Es ist Der Hippokratische Eid, der die Freundschaft von Julian Bashir und Miles O’Brien auf die Probe stellt.
Ein Absturz mit Folgen
Miles O’Brien (Colm Meaney) und Julian Bashir (Alexander Siddig) sind nach einer Mission im Gamma-Quadranten auf den Weg zurück zu Deep Space Nine. Doch dann entdecken sie einen Magneton-Puls, der von einer nahen Welt ausgeht. Als sie dem nachgehen, werden sie zu einer Bruchlandung gezwungen, die sie heil überstehen, nur um anschließend von einer Einheit Jem’Hadar gefangen genommen zu werden.
Sie werden von diesen befragt, ehe einer der Krieger des Dominions sie töten will. Doch der Anführer des Trupps, Goran’Agar (Scott MacDonald), verhindert dies. Später holt er Julian Bashir ab und bringt ihn in einen separaten Teil des Komplexes, in dem sie sich befinden.

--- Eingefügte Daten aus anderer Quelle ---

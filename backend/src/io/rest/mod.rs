//! # REST API Interface Layer
//!
//! HTTP endpoints for campers, activities and signups. Handlers log the
//! request, call one domain service and shape the result with a mapper.
//! Status codes are part of the public contract: lookups and updates by id
//! answer 202, creations 201, deletions 204.

pub mod activity_apis;
pub mod camper_apis;
pub mod errors;
pub mod mappers;
pub mod signup_apis;

#[cfg(test)]
pub(crate) mod test_utils;
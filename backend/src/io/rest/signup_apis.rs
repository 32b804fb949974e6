//! # REST API for Signups
//!
//! `POST /signups`.

use axum::{
    extract::{rejection::JsonRejection, State},
    http::StatusCode,
    response::{IntoResponse, Json, Response},
    routing::post,
    Router,
};
use tracing::info;

use super::errors::rejected_body;
use super::mappers::signup_mapper::SignupMapper;
use crate::AppState;
use shared::CreateSignupRequest;

/// Create the signup API router
pub fn router() -> Router<AppState> {
    Router::new().route("/signups", post(create_signup))
}

/// Sign a camper up for an activity
pub async fn create_signup(
    State(state): State<AppState>,
    payload: Result<Json<CreateSignupRequest>, JsonRejection>,
) -> Response {
    let Json(request) = match payload {
        Ok(payload) => payload,
        Err(rejection) => return rejected_body(rejection),
    };
    info!("POST /signups - request: {:?}", request);

    let command = SignupMapper::to_create_command(request);
    match state.signup_service.create_signup(command).await {
        Ok(detail) => (StatusCode::CREATED, Json(SignupMapper::to_detail_dto(detail))).into_response(),
        Err(e) => e.into_response(),
    }
}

Der Doktor erfährt, dass diese Einheit sich auf Geheiß ihres Ersten, also Goran’Agar, vom Dominion abgespalten hat. Er selbst konnte sich vom Ketracel-White, der Droge, mit der die Jem’Hadar gefügig gemacht werden, unabhängig machen. Doch die anderen benötigen den Stoff noch und die Vorräte schwinden. Julian Bashir soll helfen, auch die anderen von der Substanz zu entwöhnen. Dieser sagt zu, allerdings nur unter der Bedingung, dass Miles O’Brien mithelfen kann.
Die Kultur eines Kriegers
Und während der Stationsarzt daran arbeitet, irgendwie die Jem’Hadar von dem White runterzukriegen, bastelt der Chief derweil an etwas anderem. Nämlich einer handgefertigten Waffe, mit der er einen Plasmaschuss abgeben kann. Doch dann wird dies entdeckt, ein Schuss löst sich und verletzt einen Jem’Hadar. Das Leben des Ingenieurs steht auf dem Spiel, als der Zweite, Arak’Taral (Stephen Davies), ihn umbringen will.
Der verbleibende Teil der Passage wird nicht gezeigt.